Yesterday I watched a Dr. Phil episode, Mama’s Little Boy or Daddy’s Little Girl: Identity Confusion or Brainwashing? And my heart went out to that little child who was born an “intersex,” a term meaning that the child was born with ambiguous sex organs (not to be confused with hermaphrodites who are born with two complete sets of both male and female sex organs).
The heartbreaking part of the story, though, was the way the child’s parents were raising him or her. Dad is convinced his child is a girl; Mom is convinced her child is a boy, so at Daddy’s house, Aubrey dresses as a little girl, and at Mommy’s house, Aubrey dresses as a little boy. How confusing must that be for a 4-year-old child!
And yet, how confusing must the parents be as well. I don’t pretend to understand what they’re going through, but imagining how the situation looks through the eyes of a 4-year-old child, I can understand how I might want my parents to behave if I was an intersex. I would want the choices about me to be mine – without being forced to make them to please both of my parents!
Let me explain why I think a 4-year-old child is perfectly capable of knowing what he or she likes. I’ll use my own 4-year-old granddaughter as an example. Nothing about Avery is ambiguous. She was born a girl and she has long hair, which she loves. She won’t play with dolls, but she loves playing “house” with stuffed animals.
Try to put a dress on her, though, and she will refuse to wear it. She does not like wearing dresses. And she loves to play sports.
Does that make her a boy? No! And if she wanted short hair, what difference would her hair make in determining her sex? My own son, when he was only 4 or 5, had long curly hair, which I refused to cut, because I loved the way it looked. He, however, wanted a buzz cut, so I relented. He didn’t like his curly hair, so why should I force him to keep his hair long and curly? I’m glad I recognized that even as young as he was, he knew how he wanted to look.

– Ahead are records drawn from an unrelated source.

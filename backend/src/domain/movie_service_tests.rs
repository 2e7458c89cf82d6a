//! Tests for the movie service.

use std::sync::Arc;

use super::*;
use crate::domain::ErrorCode;
use crate::domain::ports::MockMovieRepository;
use chrono::{DateTime, Local, TimeZone, Utc};
use rstest::{fixture, rstest};

struct FixedClock(DateTime<Utc>);

impl Clock for FixedClock {
    fn local(&self) -> DateTime<Local> {
        self.0.with_timezone(&Local)
    }

    fn utc(&self) -> DateTime<Utc> {
        self.0
    }
}

fn make_service(repo: MockMovieRepository) -> MovieService<MockMovieRepository> {
    let now = Utc
        .with_ymd_and_hms(2024, 6, 1, 12, 0, 0)
        .single()
        .expect("valid timestamp");
    MovieService::new(Arc::new(repo), Arc::new(FixedClock(now)))
}

fn row(id: u64, input: &MovieInput, version: u32) -> MovieRow {
    MovieRow {
        id: MovieId::new(id),
        created_at: Utc::now(),
        title: input.title.clone(),
        year: input.year,
        runtime_minutes: input.runtime_minutes,
        genres: input.genres().to_vec(),
        version,
    }
}

#[fixture]
fn ctx() -> RequestContext {
    RequestContext::detached()
}

#[fixture]
fn casablanca() -> MovieInput {
    MovieInput {
        title: "Casablanca".into(),
        year: 1942,
        runtime_minutes: 102,
        genres: Some(vec!["drama".into(), "romance".into(), "war".into()]),
    }
}

#[rstest]
#[tokio::test]
async fn create_stores_valid_input(ctx: RequestContext, casablanca: MovieInput) {
    let stored = row(1, &casablanca, 1);
    let mut repo = MockMovieRepository::new();
    repo.expect_create_movie()
        .withf(|fields| fields.title == "Casablanca" && fields.runtime_minutes == 102)
        .times(1)
        .return_once(move |_| Ok(stored));

    let movie = make_service(repo)
        .create(&ctx, casablanca)
        .await
        .expect("movie created");

    assert_eq!(movie.id, MovieId::new(1));
    assert_eq!(movie.version, 1);
    assert_eq!(movie.genres, vec!["drama", "romance", "war"]);
}

#[rstest]
#[tokio::test]
async fn create_rejects_invalid_input_without_storing(ctx: RequestContext) {
    let mut repo = MockMovieRepository::new();
    repo.expect_create_movie().never();

    let error = make_service(repo)
        .create(&ctx, MovieInput::default())
        .await
        .expect_err("empty input is invalid");

    let MovieServiceError::Validation(validation) = error else {
        panic!("expected validation error, got {error:?}");
    };
    assert_eq!(validation.len(), 4);
    assert_eq!(validation.get("title"), Some("must be provided"));
    assert_eq!(validation.get("year"), Some("must be provided"));
    assert_eq!(validation.get("runtimeMinutes"), Some("must be provided"));
    assert_eq!(validation.get("genres"), Some("must be provided"));
}

#[rstest]
#[tokio::test]
async fn create_rejects_years_after_the_clock(ctx: RequestContext, casablanca: MovieInput) {
    let mut repo = MockMovieRepository::new();
    repo.expect_create_movie().never();
    let input = MovieInput {
        year: 2025,
        ..casablanca
    };

    let error = make_service(repo)
        .create(&ctx, input)
        .await
        .expect_err("future year");

    let MovieServiceError::Validation(validation) = error else {
        panic!("expected validation error, got {error:?}");
    };
    assert_eq!(validation.get("year"), Some("must not be in the future"));
}

#[rstest]
#[tokio::test]
async fn create_passes_storage_errors_through(ctx: RequestContext, casablanca: MovieInput) {
    let mut repo = MockMovieRepository::new();
    repo.expect_create_movie()
        .times(1)
        .return_once(|_| Err(MovieRepositoryError::connection("refused")));

    let error = make_service(repo)
        .create(&ctx, casablanca)
        .await
        .expect_err("storage failure");

    assert_eq!(
        error,
        MovieServiceError::Repository(MovieRepositoryError::connection("refused"))
    );
}

#[rstest]
#[tokio::test]
async fn list_transforms_every_row(ctx: RequestContext, casablanca: MovieInput) {
    let rows = vec![row(1, &casablanca, 1), row(2, &casablanca, 3)];
    let mut repo = MockMovieRepository::new();
    repo.expect_list_movies().times(1).return_once(move || Ok(rows));

    let movies = make_service(repo).list(&ctx).await.expect("movies listed");

    assert_eq!(movies.len(), 2);
    assert_eq!(movies[1].id, MovieId::new(2));
    assert_eq!(movies[1].version, 3);
}

#[rstest]
#[tokio::test]
async fn list_returns_empty_when_nothing_is_stored(ctx: RequestContext) {
    let mut repo = MockMovieRepository::new();
    repo.expect_list_movies().times(1).return_once(|| Ok(Vec::new()));

    let movies = make_service(repo).list(&ctx).await.expect("movies listed");
    assert!(movies.is_empty());
}

#[rstest]
#[tokio::test]
async fn get_maps_missing_rows_to_not_found(ctx: RequestContext) {
    let mut repo = MockMovieRepository::new();
    repo.expect_get_movie()
        .times(1)
        .return_once(|id| Err(MovieRepositoryError::not_found(id)));

    let error = make_service(repo)
        .get(&ctx, MovieId::new(999))
        .await
        .expect_err("missing movie");

    assert_eq!(error, MovieServiceError::NotFound);
}

#[rstest]
#[tokio::test]
async fn get_passes_query_errors_through(ctx: RequestContext) {
    let mut repo = MockMovieRepository::new();
    repo.expect_get_movie()
        .times(1)
        .return_once(|_| Err(MovieRepositoryError::query("syntax error")));

    let error = make_service(repo)
        .get(&ctx, MovieId::new(1))
        .await
        .expect_err("query failure");

    assert_eq!(
        error,
        MovieServiceError::Repository(MovieRepositoryError::query("syntax error"))
    );
}

#[rstest]
#[tokio::test]
async fn update_merges_patch_and_returns_new_version(ctx: RequestContext, casablanca: MovieInput) {
    let existing = row(1, &casablanca, 1);
    let mut repo = MockMovieRepository::new();
    repo.expect_get_movie()
        .times(1)
        .return_once(move |_| Ok(existing));
    repo.expect_update_movie()
        .withf(|id, fields| {
            *id == MovieId::new(1)
                && fields.title == "Casablanca"
                && fields.runtime_minutes == 102
                && fields.genres() == ["romance".to_owned(), "drama".to_owned()]
        })
        .times(1)
        .return_once(|id, fields| {
            Ok(MovieRow {
                id,
                created_at: Utc::now(),
                title: fields.title.clone(),
                year: fields.year,
                runtime_minutes: fields.runtime_minutes,
                genres: fields.genres().to_vec(),
                version: 2,
            })
        });

    let patch = PartialMovieUpdate {
        genres: Some(vec!["romance".into(), "drama".into()]),
        ..PartialMovieUpdate::default()
    };
    let movie = make_service(repo)
        .update(&ctx, MovieId::new(1), patch)
        .await
        .expect("movie updated");

    assert_eq!(movie.version, 2);
    assert_eq!(movie.year, 1942);
    assert_eq!(movie.genres, vec!["romance", "drama"]);
}

#[rstest]
#[tokio::test]
async fn update_with_empty_patch_still_writes(ctx: RequestContext, casablanca: MovieInput) {
    let existing = row(1, &casablanca, 4);
    let written = row(1, &casablanca, 5);
    let mut repo = MockMovieRepository::new();
    repo.expect_get_movie()
        .times(1)
        .return_once(move |_| Ok(existing));
    repo.expect_update_movie()
        .times(1)
        .return_once(move |_, _| Ok(written));

    let movie = make_service(repo)
        .update(&ctx, MovieId::new(1), PartialMovieUpdate::default())
        .await
        .expect("movie updated");

    assert_eq!(movie.version, 5);
}

#[rstest]
#[tokio::test]
async fn update_of_missing_movie_does_not_write(ctx: RequestContext) {
    let mut repo = MockMovieRepository::new();
    repo.expect_get_movie()
        .times(1)
        .return_once(|id| Err(MovieRepositoryError::not_found(id)));
    repo.expect_update_movie().never();

    let error = make_service(repo)
        .update(&ctx, MovieId::new(42), PartialMovieUpdate::default())
        .await
        .expect_err("missing movie");

    assert_eq!(error, MovieServiceError::NotFound);
}

#[rstest]
#[tokio::test]
async fn update_rejects_invalid_merge_without_writing(ctx: RequestContext, casablanca: MovieInput) {
    let existing = row(1, &casablanca, 1);
    let mut repo = MockMovieRepository::new();
    repo.expect_get_movie()
        .times(1)
        .return_once(move |_| Ok(existing));
    repo.expect_update_movie().never();

    let patch = PartialMovieUpdate {
        genres: Some(vec!["drama".into(), "drama".into()]),
        ..PartialMovieUpdate::default()
    };
    let error = make_service(repo)
        .update(&ctx, MovieId::new(1), patch)
        .await
        .expect_err("duplicate genres");

    let MovieServiceError::Validation(validation) = error else {
        panic!("expected validation error, got {error:?}");
    };
    assert_eq!(validation.len(), 1);
    assert_eq!(
        validation.get("genres"),
        Some("must not contain duplicate values")
    );
}

#[rstest]
#[tokio::test]
async fn update_maps_vanished_row_to_not_found(ctx: RequestContext, casablanca: MovieInput) {
    let existing = row(1, &casablanca, 1);
    let mut repo = MockMovieRepository::new();
    repo.expect_get_movie()
        .times(1)
        .return_once(move |_| Ok(existing));
    repo.expect_update_movie()
        .times(1)
        .return_once(|id, _| Err(MovieRepositoryError::not_found(id)));

    let error = make_service(repo)
        .update(&ctx, MovieId::new(1), PartialMovieUpdate::default())
        .await
        .expect_err("row vanished");

    assert_eq!(error, MovieServiceError::NotFound);
}

#[rstest]
#[tokio::test]
async fn driving_ports_map_service_errors_to_domain_codes(ctx: RequestContext) {
    let mut repo = MockMovieRepository::new();
    repo.expect_get_movie()
        .times(1)
        .return_once(|id| Err(MovieRepositoryError::not_found(id)));
    repo.expect_list_movies()
        .times(1)
        .return_once(|| Err(MovieRepositoryError::connection("refused")));
    repo.expect_create_movie().never();
    let service = make_service(repo);

    let missing = MoviesQuery::get_movie(&service, &ctx, MovieId::new(9))
        .await
        .expect_err("missing");
    assert_eq!(missing.code(), ErrorCode::NotFound);

    let broken = MoviesQuery::list_movies(&service, &ctx)
        .await
        .expect_err("storage failure");
    assert_eq!(broken.code(), ErrorCode::InternalError);
    assert!(broken.message().contains("refused"));
    assert_eq!(
        broken.details(),
        Some(&serde_json::json!({ "kind": "connection" }))
    );

    let invalid = MoviesCommand::create_movie(&service, &ctx, MovieInput::default())
        .await
        .expect_err("invalid");
    assert_eq!(invalid.code(), ErrorCode::InvalidRequest);
    assert!(invalid.details().is_some());
}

The Barbarians – Are You a Boy or Are You a Girl
Maybe Aubrey has been so brainwashed, the child no longer knows what s/he wants. And how sad is that? But I think it would be wise for these parents to allow their little boy or girl to choose whatever hairstyle, clothing, bedding, or whatever else the child wants to wear or to have. Right now, I think Aubrey chooses what s/he believes her/his parents want her/him to choose. Aubrey very compliantly lives as both sexes depending upon which home s/he stays.
In any divorce situation, when parents get along, everything goes better for the child. In the case of Aubrey, though, the parents communicate not at all. Mommy gave her “son” a buzz cut, for instance, without informing Daddy of her decision. I would imagine that by now, the child feels coerced into behaving like a little girl when she is with Daddy and like a little boy when he is with Mommy.
So maybe a trusted third party should take the child shopping and allow Aubrey to choose for him- or herself the types of things that will help Aubrey learn to identify who s/he wants to be – and who s/he is – with no outside interference or coercion.
A walk through Toys R Us would give parents a clue about what the child finds fun or entertaining. Bedding choices should be the child’s too. And let the child lead when it comes to shopping for clothing. Hand Aubrey a catalog and let Aubrey choose what s/he wants to wear.
In the meantime, though so much damage appears to already have been done, Dr. Phil has offered these parents some professional help. I hope they get it in time for Aubrey to go to school, where s/he will have to appear as one sex or the other. Kids don’t need much incentive to bully, and seeing a child who appears during the week as a little boy and on weekends as a little girl would give the bullies among them target practice on Aubrey.